TPG and Leonard Green in November offered $43.50 a share for J. Crew in a transaction valued at about $3 billion. Shareholders filed more than a dozen lawsuits questioning whether Chief Executive Officer Millard Drexler, who began negotiating with the buyout firms months before the deal became public, obtained a fair price from TPG and Los Angeles-based Leonard Green.
J. Crew would have paid TPG and Leonard Green $27 million had it accepted a higher offer. The fee, equal to about 1 percent of the purchase price, is lower than the typical breakup fee. Sometimes rivals use a go-shop period to learn more about a company and have no intention of bidding. Most go-shop periods don’t result in a rival bid.
Margot Fooshee, a spokeswoman for J. Crew, and Meredith Boice, a spokeswoman for Urban Outfitters, couldn’t be reached for comment. Chris Brathwaite from Sears declined to comment.
Sears Holdings Corp., which operates about 3,900 stores under its namesake brand and the Kmart banner, has posted slumping sales for three consecutive years. Edward Lampert, Sears’s chairman and majority shareholder, faces escalating competition from Costco Wholesale Corp. and Wal-Mart Stores Inc. as U.S. consumers’ confidence wavers.

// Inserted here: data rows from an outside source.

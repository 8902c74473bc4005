use std::io::{Read, Write};

use crate::{
    compound::NbtCompound,
    io_adaptor::{ReadAdaptor, WriteAdaptor},
    *,
};

/// A list tag. The element type is kept explicitly so that empty lists keep their declared type
/// when written back out.
#[derive(Clone, Debug, PartialEq)]
pub struct NbtList {
    element_type: u8,
    tags: Vec<NbtTag>,
}

impl NbtList {
    pub fn empty(element_type: u8) -> Self {
        Self {
            element_type,
            tags: Vec::new(),
        }
    }

    /// Builds a list from homogeneous tags. An empty `tags` yields an `End`-typed list.
    pub fn from_tags(tags: Vec<NbtTag>) -> Result<Self, Error> {
        let element_type = tags.first().map_or(END_ID, NbtTag::get_type_id);
        if let Some(found) = tags
            .iter()
            .map(NbtTag::get_type_id)
            .find(|id| *id != element_type)
        {
            return Err(Error::MixedList {
                expected: element_type,
                found,
            });
        }

        Ok(Self { element_type, tags })
    }

    pub fn compounds(compounds: impl IntoIterator<Item = NbtCompound>) -> Self {
        Self {
            element_type: COMPOUND_ID,
            tags: compounds.into_iter().map(NbtTag::Compound).collect(),
        }
    }

    pub fn element_type(&self) -> u8 {
        self.element_type
    }

    pub fn len(&self) -> usize {
        self.tags.len()
    }

    pub fn is_empty(&self) -> bool {
        self.tags.is_empty()
    }

    pub fn iter(&self) -> std::slice::Iter<'_, NbtTag> {
        self.tags.iter()
    }
}

impl<'a> IntoIterator for &'a NbtList {
    type Item = &'a NbtTag;
    type IntoIter = std::slice::Iter<'a, NbtTag>;

    fn into_iter(self) -> Self::IntoIter {
        self.tags.iter()
    }
}

#[derive(Clone, Debug, PartialEq)]
pub enum NbtTag {
    End,
    Byte(i8),
    Short(i16),
    Int(i32),
    Long(i64),
    Float(f32),
    Double(f64),
    ByteArray(Box<[u8]>),
    String(String),
    List(NbtList),
    Compound(NbtCompound),
    IntArray(Box<[i32]>),
    LongArray(Box<[i64]>),
}

fn checked_len(len: usize) -> Result<i32, Error> {
    i32::try_from(len).map_err(|_| Error::LargeLength(len))
}

fn read_len<R: Read>(reader: &mut ReadAdaptor<R>) -> Result<usize, Error> {
    let len = reader.get_i32_be()?;
    if len < 0 {
        return Err(Error::NegativeLength(len));
    }
    Ok(len as usize)
}

impl NbtTag {
    /// Returns the numeric id associated with the data type.
    pub const fn get_type_id(&self) -> u8 {
        match self {
            NbtTag::End => END_ID,
            NbtTag::Byte(_) => BYTE_ID,
            NbtTag::Short(_) => SHORT_ID,
            NbtTag::Int(_) => INT_ID,
            NbtTag::Long(_) => LONG_ID,
            NbtTag::Float(_) => FLOAT_ID,
            NbtTag::Double(_) => DOUBLE_ID,
            NbtTag::ByteArray(_) => BYTE_ARRAY_ID,
            NbtTag::String(_) => STRING_ID,
            NbtTag::List(_) => LIST_ID,
            NbtTag::Compound(_) => COMPOUND_ID,
            NbtTag::IntArray(_) => INT_ARRAY_ID,
            NbtTag::LongArray(_) => LONG_ARRAY_ID,
        }
    }

    pub fn serialize<W>(&self, w: &mut WriteAdaptor<W>) -> Result<(), Error>
    where
        W: Write,
    {
        w.write_u8_be(self.get_type_id())?;
        self.serialize_data(w)
    }

    pub fn serialize_data<W>(&self, w: &mut WriteAdaptor<W>) -> Result<(), Error>
    where
        W: Write,
    {
        match self {
            NbtTag::End => {}
            NbtTag::Byte(byte) => w.write_i8_be(*byte)?,
            NbtTag::Short(short) => w.write_i16_be(*short)?,
            NbtTag::Int(int) => w.write_i32_be(*int)?,
            NbtTag::Long(long) => w.write_i64_be(*long)?,
            NbtTag::Float(float) => w.write_f32_be(*float)?,
            NbtTag::Double(double) => w.write_f64_be(*double)?,
            NbtTag::ByteArray(byte_array) => {
                w.write_i32_be(checked_len(byte_array.len())?)?;
                w.write_slice(byte_array)?;
            }
            NbtTag::String(string) => write_nbt_string(w, string)?,
            NbtTag::List(list) => {
                w.write_u8_be(list.element_type)?;
                w.write_i32_be(checked_len(list.len())?)?;
                for nbt_tag in list {
                    nbt_tag.serialize_data(w)?;
                }
            }
            NbtTag::Compound(compound) => compound.serialize_content(w)?,
            NbtTag::IntArray(int_array) => {
                w.write_i32_be(checked_len(int_array.len())?)?;
                for int in int_array {
                    w.write_i32_be(*int)?;
                }
            }
            NbtTag::LongArray(long_array) => {
                w.write_i32_be(checked_len(long_array.len())?)?;
                for long in long_array {
                    w.write_i64_be(*long)?;
                }
            }
        };
        Ok(())
    }

    pub fn deserialize<R>(reader: &mut ReadAdaptor<R>) -> Result<NbtTag, Error>
    where
        R: Read,
    {
        let tag_id = reader.get_u8_be()?;
        Self::deserialize_data(reader, tag_id, 0)
    }

    pub fn deserialize_data<R>(
        reader: &mut ReadAdaptor<R>,
        tag_id: u8,
        depth: usize,
    ) -> Result<NbtTag, Error>
    where
        R: Read,
    {
        if depth > MAX_DEPTH {
            return Err(Error::TooDeep);
        }

        match tag_id {
            END_ID => Ok(NbtTag::End),
            BYTE_ID => Ok(NbtTag::Byte(reader.get_i8_be()?)),
            SHORT_ID => Ok(NbtTag::Short(reader.get_i16_be()?)),
            INT_ID => Ok(NbtTag::Int(reader.get_i32_be()?)),
            LONG_ID => Ok(NbtTag::Long(reader.get_i64_be()?)),
            FLOAT_ID => Ok(NbtTag::Float(reader.get_f32_be()?)),
            DOUBLE_ID => Ok(NbtTag::Double(reader.get_f64_be()?)),
            BYTE_ARRAY_ID => {
                let len = read_len(reader)?;
                Ok(NbtTag::ByteArray(reader.read_boxed_slice(len)?))
            }
            STRING_ID => Ok(NbtTag::String(get_nbt_string(reader)?)),
            LIST_ID => {
                let element_type = reader.get_u8_be()?;
                let len = read_len(reader)?;
                // End elements carry no bytes, so only an empty list may declare them
                if element_type == END_ID && len > 0 {
                    return Err(Error::EndListNotEmpty(len));
                }

                // Don't trust the declared length for the allocation
                let mut tags = Vec::with_capacity(len.min(1024));
                for _ in 0..len {
                    tags.push(NbtTag::deserialize_data(reader, element_type, depth + 1)?);
                }
                Ok(NbtTag::List(NbtList { element_type, tags }))
            }
            COMPOUND_ID => Ok(NbtTag::Compound(NbtCompound::deserialize_content(
                reader,
                depth + 1,
            )?)),
            INT_ARRAY_ID => {
                let len = read_len(reader)?;
                let mut int_array = Vec::with_capacity(len.min(4096));
                for _ in 0..len {
                    int_array.push(reader.get_i32_be()?);
                }
                Ok(NbtTag::IntArray(int_array.into_boxed_slice()))
            }
            LONG_ARRAY_ID => {
                let len = read_len(reader)?;
                let mut long_array = Vec::with_capacity(len.min(4096));
                for _ in 0..len {
                    long_array.push(reader.get_i64_be()?);
                }
                Ok(NbtTag::LongArray(long_array.into_boxed_slice()))
            }
            _ => Err(Error::UnknownTagId(tag_id)),
        }
    }

    pub fn extract_byte(&self) -> Option<i8> {
        match self {
            NbtTag::Byte(byte) => Some(*byte),
            _ => None,
        }
    }

    pub fn extract_short(&self) -> Option<i16> {
        match self {
            NbtTag::Short(short) => Some(*short),
            _ => None,
        }
    }

    pub fn extract_int(&self) -> Option<i32> {
        match self {
            NbtTag::Int(int) => Some(*int),
            _ => None,
        }
    }

    pub fn extract_long(&self) -> Option<i64> {
        match self {
            NbtTag::Long(long) => Some(*long),
            _ => None,
        }
    }

    pub fn extract_bool(&self) -> Option<bool> {
        match self {
            NbtTag::Byte(byte) => Some(*byte != 0),
            _ => None,
        }
    }

    pub fn extract_byte_array(&self) -> Option<&[u8]> {
        match self {
            NbtTag::ByteArray(byte_array) => Some(byte_array),
            _ => None,
        }
    }

    pub fn extract_string(&self) -> Option<&String> {
        match self {
            NbtTag::String(string) => Some(string),
            _ => None,
        }
    }

    pub fn extract_list(&self) -> Option<&NbtList> {
        match self {
            NbtTag::List(list) => Some(list),
            _ => None,
        }
    }

    pub fn extract_compound(&self) -> Option<&NbtCompound> {
        match self {
            NbtTag::Compound(compound) => Some(compound),
            _ => None,
        }
    }

    pub fn extract_int_array(&self) -> Option<&[i32]> {
        match self {
            NbtTag::IntArray(int_array) => Some(int_array),
            _ => None,
        }
    }

    pub fn extract_long_array(&self) -> Option<&[i64]> {
        match self {
            NbtTag::LongArray(long_array) => Some(long_array),
            _ => None,
        }
    }
}

impl From<&str> for NbtTag {
    fn from(value: &str) -> Self {
        NbtTag::String(value.to_string())
    }
}

impl From<String> for NbtTag {
    fn from(value: String) -> Self {
        NbtTag::String(value)
    }
}

impl From<&[u8]> for NbtTag {
    fn from(value: &[u8]) -> Self {
        NbtTag::ByteArray(value.into())
    }
}

impl From<bool> for NbtTag {
    fn from(value: bool) -> Self {
        NbtTag::Byte(value as i8)
    }
}

impl From<NbtCompound> for NbtTag {
    fn from(value: NbtCompound) -> Self {
        NbtTag::Compound(value)
    }
}

impl From<NbtList> for NbtTag {
    fn from(value: NbtList) -> Self {
        NbtTag::List(value)
    }
}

Urban Outfitters has a wholesale apparel division and retail operations, whose lines include its namesake brand and the Anthropologie clothing chain. Urban may grow to as many as eight brands within 10 years by acquisition or developing its own, CEO Glen Senk said at an investor conference in November. The retailer has made one acquisition in its history, buying J. Franklin Styer Nurseries Inc. for $24.3 million in 2008 to expand into gardening products.
TPG, based in Fort Worth, Texas, previously owned J. Crew, and hired Drexler in 2003 to run the company. He has said he will stay as CEO if the buyout offer succeeds.
The offer for J. Crew was the largest of the 77 deals in the retail apparel industry last year, according to data compiled by Bloomberg. In the nine deals where data are available, bidders paid a median of 9 times earnings before interest, taxes, depreciation and amortization. TPG and Leonard Green’s offer implied a multiple of 8.1.